(YOUR INSTRUCTIONS) Return only the lines running from the top of the entries to the line with "a telemetry broadcast", inclusive, exactly as written.

(INPUT DATA)
┄┄┄┄┄┄┄┄┄┄
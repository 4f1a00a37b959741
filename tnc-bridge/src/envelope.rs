//! JSON wire envelopes
//!
//! Everything the bridge broadcasts is one of two messages: a `log` event
//! for a monitor line (structured when the framing parsed, raw otherwise)
//! or a `tnc_data` event carrying a telemetry snapshot. Field names are
//! camelCase on the wire; absent fields are omitted entirely.

use serde::Serialize;
use tnc_monitor::route_color;
use tnc_protocol::{MonitorLine, TncTelemetry};

/// A broadcast message
#[derive(Debug, Clone, Serialize)]
#[serde(tag = "type", rename_all = "snake_case")]
pub enum Envelope {
    /// Monitor line, structured or raw
    Log(LogEvent),
    /// Telemetry snapshot for one port
    TncData(TelemetryEvent),
}

/// Wire form of a monitor line
#[derive(Debug, Clone, Default, Serialize)]
#[serde(rename_all = "camelCase")]
pub struct LogEvent {
    #[serde(skip_serializing_if = "Option::is_none")]
    pub timestamp: Option<String>,
    /// Direction flag, `R` or `T`
    #[serde(skip_serializing_if = "Option::is_none")]
    pub prefix: Option<String>,
    #[serde(skip_serializing_if = "Option::is_none")]
    pub route: Option<String>,
    #[serde(skip_serializing_if = "Option::is_none")]
    pub port: Option<String>,
    /// Message body, HTML-escaped for direct rendering
    #[serde(skip_serializing_if = "Option::is_none")]
    pub message: Option<String>,
    #[serde(skip_serializing_if = "Option::is_none")]
    pub route_color: Option<String>,
    /// The whole chunk, set only when the framing did not parse
    #[serde(skip_serializing_if = "Option::is_none")]
    pub raw: Option<String>,
}

/// Wire form of a telemetry broadcast
#[derive(Debug, Clone, Serialize)]
#[serde(rename_all = "camelCase")]
pub struct TelemetryEvent {
    pub port_num: u32,
    pub data: TncTelemetry,
}

impl Envelope {
    /// Structured log event for a parsed monitor line
    pub fn parsed_log(line: &MonitorLine) -> Self {
        Self::Log(LogEvent {
            timestamp: Some(line.timestamp.clone()),
            prefix: Some(line.direction.flag().to_string()),
            route: Some(line.route.clone()),
            port: Some(line.port.clone()),
            message: Some(escape_html(&line.message)),
            route_color: Some(route_color(&line.route)),
            raw: None,
        })
    }

    /// Raw log event for a chunk that did not match the framing
    pub fn raw_log(chunk: &str) -> Self {
        Self::Log(LogEvent {
            raw: Some(chunk.to_string()),
            ..LogEvent::default()
        })
    }

    /// Telemetry event for one port
    pub fn telemetry(port: u32, data: TncTelemetry) -> Self {
        Self::TncData(TelemetryEvent {
            port_num: port,
            data,
        })
    }
}

/// Escape the characters that matter inside HTML text and attributes
fn escape_html(text: &str) -> String {
    let mut out = String::with_capacity(text.len());
    for c in text.chars() {
        match c {
            '&' => out.push_str("&amp;"),
            '<' => out.push_str("&lt;"),
            '>' => out.push_str("&gt;"),
            '"' => out.push_str("&#34;"),
            '\'' => out.push_str("&#39;"),
            _ => out.push(c),
        }
    }
    out
}
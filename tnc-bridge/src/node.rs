//! Node connection handling
//!
//! Drives the telnet-style monitor session against a BPQ node: connect
//! with exponential backoff, log in, enable monitoring for the configured
//! ports, then consume 0xFE-delimited monitor chunks forever. Any error
//! tears the session down and re-enters the backoff loop.

use std::io;
use std::time::Duration;

use chrono::Utc;
use tokio::io::{AsyncBufReadExt, AsyncWriteExt, BufReader};
use tokio::net::tcp::OwnedReadHalf;
use tokio::net::TcpStream;
use tokio::time::sleep;
use tracing::{debug, info, warn};

use tnc_protocol::{normalize_timestamp_at, parse_monitor_line, parse_telemetry};

use crate::envelope::Envelope;
use crate::hub::Hub;

/// Telnet monitor port of the node
const NODE_PORT: u16 = 8011;

/// Initial backoff time between reconnection attempts
const INITIAL_BACKOFF: Duration = Duration::from_secs(1);

/// Maximum backoff time between reconnection attempts
const MAX_BACKOFF: Duration = Duration::from_secs(5 * 60);

/// Keepalive interval; the node drops idle connections without it
const KEEPALIVE_INTERVAL: Duration = Duration::from_secs(2 * 60);

/// Monitor chunk delimiter on the wire
const CHUNK_DELIMITER: u8 = 0xFE;

/// Connection settings for the node session
#[derive(Debug, Clone)]
pub struct NodeSettings {
    /// Node hostname
    pub host: String,
    /// Login callsign
    pub callsign: String,
    /// Number of ports to monitor
    pub ports: usize,
    /// Echo cleaned chunks to stdout
    pub console_out: bool,
}

/// Connect-and-monitor loop; never returns
pub async fn run(settings: NodeSettings, hub: Hub) {
    loop {
        let mut stream = connect_with_retry(&settings.host).await;

        if let Err(e) = initialize(&mut stream, &settings).await {
            warn!("failed to initialize connection: {e}");
            sleep(INITIAL_BACKOFF).await;
            continue;
        }

        if let Err(e) = session(stream, &settings, &hub).await {
            warn!("connection error: {e}");
        }

        // Avoid a tight loop when the session dies immediately.
        sleep(Duration::from_secs(1)).await;
    }
}

async fn connect_with_retry(host: &str) -> TcpStream {
    let mut backoff = INITIAL_BACKOFF;
    loop {
        match TcpStream::connect((host, NODE_PORT)).await {
            Ok(stream) => {
                info!("connected to {host}:{NODE_PORT}");
                return stream;
            }
            Err(e) => {
                warn!("connection failed: {e}, retrying in {backoff:?}");
                sleep(backoff).await;
                backoff = (backoff * 2).min(MAX_BACKOFF);
            }
        }
    }
}

/// Log in and enable monitoring
///
/// The node needs a beat between login steps; the pauses mirror what the
/// interactive telnet session tolerates.
async fn initialize(stream: &mut TcpStream, settings: &NodeSettings) -> io::Result<()> {
    sleep(Duration::from_secs(3)).await;

    stream
        .write_all(format!("{}\r", settings.callsign).as_bytes())
        .await?;
    sleep(Duration::from_secs(1)).await;

    stream.write_all(b"p\r").await?;
    stream.write_all(b"BPQTERMTCP\r").await?;
    sleep(Duration::from_secs(1)).await;

    stream
        .write_all(format!("{}\r", monitor_command(settings.ports)).as_bytes())
        .await?;
    sleep(Duration::from_secs(3)).await;

    Ok(())
}

/// Build the monitor-enable command from a port bitmask
fn monitor_command(ports: usize) -> String {
    let mut mask: u64 = 0;
    for i in 0..ports.min(64) {
        mask |= 1 << i;
    }
    format!(r"\\\\{mask:x} 1 1 1 0 0 0 1")
}

/// Run one monitor session until the connection fails
async fn session(stream: TcpStream, settings: &NodeSettings, hub: &Hub) -> io::Result<()> {
    let (read_half, mut write_half) = stream.into_split();

    let keepalive = tokio::spawn(async move {
        loop {
            sleep(KEEPALIVE_INTERVAL).await;
            if let Err(e) = write_half.write_all(&[0]).await {
                warn!("keepalive failed: {e}");
                break;
            }
        }
    });

    let result = monitor_stream(read_half, settings, hub).await;
    keepalive.abort();
    result
}

fn unexpected_eof() -> io::Error {
    io::Error::new(io::ErrorKind::UnexpectedEof, "node closed the connection")
}

/// Read the session phases: banner, port table, then monitor chunks
async fn monitor_stream(
    read_half: OwnedReadHalf,
    settings: &NodeSettings,
    hub: &Hub,
) -> io::Result<()> {
    let mut reader = BufReader::new(read_half);

    // Banner phase: wait for the telnet server greeting.
    loop {
        let mut line = Vec::new();
        if reader.read_until(0x0D, &mut line).await? == 0 {
            return Err(unexpected_eof());
        }
        if line.ends_with(b"Connected to TelnetServer\r") {
            break;
        }
    }

    // Init phase: 0xFF 0xFF <count> '|' followed by one description per port.
    let mut init = Vec::new();
    if reader.read_until(b'|', &mut init).await? == 0 {
        return Err(unexpected_eof());
    }
    if init.len() != 4 || init[..2] != [0xFF, 0xFF] {
        return Err(io::Error::new(
            io::ErrorKind::InvalidData,
            "unexpected init string",
        ));
    }
    let port_count = (init[2] as char)
        .to_digit(10)
        .ok_or_else(|| io::Error::new(io::ErrorKind::InvalidData, "invalid port count"))?;

    for index in 0..port_count {
        let mut desc = Vec::new();
        if reader.read_until(b'|', &mut desc).await? == 0 {
            return Err(unexpected_eof());
        }
        if desc.last() == Some(&b'|') {
            desc.pop();
        }
        info!("port {index}: {}", String::from_utf8_lossy(&desc));
    }

    // Monitor phase.
    loop {
        let mut chunk = Vec::new();
        if reader.read_until(CHUNK_DELIMITER, &mut chunk).await? == 0 {
            return Err(unexpected_eof());
        }
        process_chunk(&chunk, settings, hub);
    }
}

/// Clean one monitor chunk and publish its envelope(s)
fn process_chunk(raw: &[u8], settings: &NodeSettings, hub: &Hub) {
    let mut bytes = raw;
    if bytes.last() == Some(&CHUNK_DELIMITER) {
        bytes = &bytes[..bytes.len() - 1];
    }
    // Terminal control prefixes vary by node version.
    bytes = if let Some(rest) = bytes.strip_prefix(&[0xFF, 0x1B, 0x11][..]) {
        rest
    } else if let Some(rest) = bytes.strip_prefix(&[0xFF, 0x1B][..]) {
        rest
    } else {
        bytes
    };

    let decoded = String::from_utf8_lossy(bytes);
    let mut text: &str = &decoded;
    if let Some(t) = text.strip_prefix('[') {
        text = t;
    }
    if let Some(t) = text.strip_suffix('\r') {
        text = t;
    }
    let cleaned = text.replace('\r', "\n");

    let now = Utc::now();

    // Telemetry first; the broadcast still flows through as a log line too.
    if let Ok((port, data)) = parse_telemetry(&cleaned) {
        debug!("telemetry on port {port}");
        hub.with_state(|state| state.observe_telemetry(port, now, data.clone()));
        publish(hub, &Envelope::telemetry(port, data));
    }

    let envelope = match parse_monitor_line(&cleaned) {
        Some(line) => {
            let at = normalize_timestamp_at(&line.timestamp, now).unwrap_or(now);
            let port = line.port.parse().ok();
            hub.with_state(|state| state.observe_line(port, at));
            Envelope::parsed_log(&line)
        }
        None => Envelope::raw_log(&cleaned),
    };
    publish(hub, &envelope);

    if settings.console_out {
        println!("{cleaned}");
    }
}

fn publish(hub: &Hub, envelope: &Envelope) {
    match serde_json::to_string(envelope) {
        Ok(json) => hub.publish(json),
        Err(e) => tracing::error!("failed to serialize envelope: {e}"),
    }
}
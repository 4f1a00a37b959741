//! Deterministic route coloring
//!
//! The dashboard tints each `SRC>DST` route so conversations are easy to
//! follow in a busy stream. The hue is hashed from the route text, so the
//! same route always renders the same color, on every client, across
//! restarts. Saturation and lightness are fixed to keep every hue legible
//! on a dark background.

/// HSL color string for a route, `hsl(h, 60%, 67%)` with `h < 360`
pub fn route_color(route: &str) -> String {
    let mut hash: u64 = 0;
    for &byte in route.as_bytes() {
        hash = hash.rotate_left(5) ^ (byte as u64);
        hash = hash.wrapping_mul(0x517cc1b727220a95);
    }
    let hue = hash % 360;
    format!("hsl({hue}, 60%, 67%)")
}
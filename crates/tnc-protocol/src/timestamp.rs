//! Wall-clock timestamp normalization
//!
//! Monitor lines carry a bare `HH:MM:SS` time of day in UTC with no date.
//! Normalization pins it to the current UTC date, with one disambiguation
//! rule: a result more than one hour in the future is assumed to be from
//! the previous day (a message logged at 23:59:59 and received at 00:00:01
//! the next day). Nothing else is corrected; a stamp far in the past is
//! taken at face value, an ambiguity inherent to the dateless format.

use chrono::{DateTime, Duration, Utc};

/// Normalize an `HH:MM:SS` string against the current instant
pub fn normalize_timestamp(text: &str) -> Option<DateTime<Utc>> {
    normalize_timestamp_at(text, Utc::now())
}

/// Normalize an `HH:MM:SS` string against an explicit `now`
///
/// Returns `None` when the text does not match the two-digit pattern or
/// the components do not form a valid time of day.
pub fn normalize_timestamp_at(text: &str, now: DateTime<Utc>) -> Option<DateTime<Utc>> {
    let (hours, minutes, seconds) = split_hms(text)?;
    let candidate = now
        .date_naive()
        .and_hms_opt(hours, minutes, seconds)?
        .and_utc();

    // Allow up to one hour of clock skew before concluding the message
    // wrapped past midnight.
    if candidate > now + Duration::hours(1) {
        Some(candidate - Duration::days(1))
    } else {
        Some(candidate)
    }
}

/// Check that `text` matches `\d{2}:\d{2}:\d{2}` exactly
pub(crate) fn is_hms(text: &str) -> bool {
    split_hms(text).is_some()
}

fn split_hms(text: &str) -> Option<(u32, u32, u32)> {
    let bytes = text.as_bytes();
    if bytes.len() != 8 || bytes[2] != b':' || bytes[5] != b':' {
        return None;
    }
    let pair = |i: usize| -> Option<u32> {
        let hi = (bytes[i] as char).to_digit(10)?;
        let lo = (bytes[i + 1] as char).to_digit(10)?;
        Some(hi * 10 + lo)
    };
    Some((pair(0)?, pair(3)?, pair(6)?))
}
┄┄┄┄┄┄┄┄┄┄
(TASK OUTPUT)
repository 4f1a00a37b959741
filename tnc-bridge/src/envelope.rs
//! JSON wire envelopes
//!
//! Everything the bridge broadcasts is one of two messages: a `log` event
//! for a monitor line (structured when the framing parsed, raw otherwise)
//! or a `tnc_data` event carrying a telemetry snapshot. Field names are
//! camelCase on the wire; absent fields are omitted entirely.

use serde::Serialize;
use tnc_monitor::route_color;
use tnc_protocol::{MonitorLine, TncTelemetry};

/// A broadcast message
#[derive(Debug, Clone, Serialize)]
#[serde(tag = "type", rename_all = "snake_case")]
pub enum Envelope {
    /// Monitor line, structured or raw
    Log(LogEvent),
    /// Telemetry snapshot for one port
    TncData(TelemetryEvent),
}

/// Wire form of a monitor line
#[derive(Debug, Clone, Default, Serialize)]
#[serde(rename_all = "camelCase")]
pub struct LogEvent {
    #[serde(skip_serializing_if = "Option::is_none")]
    pub timestamp: Option<String>,
    /// Direction flag, `R` or `T`
    #[serde(skip_serializing_if = "Option::is_none")]
    pub prefix: Option<String>,
    #[serde(skip_serializing_if = "Option::is_none")]
    pub route: Option<String>,
    #[serde(skip_serializing_if = "Option::is_none")]
    pub port: Option<String>,
    /// Message body, HTML-escaped for direct rendering
    #[serde(skip_serializing_if = "Option::is_none")]
    pub message: Option<String>,
    #[serde(skip_serializing_if = "Option::is_none")]
    pub route_color: Option<String>,
    /// The whole chunk, set only when the framing did not parse
    #[serde(skip_serializing_if = "Option::is_none")]
    pub raw: Option<String>,
}

/// Wire form of a telemetry broadcast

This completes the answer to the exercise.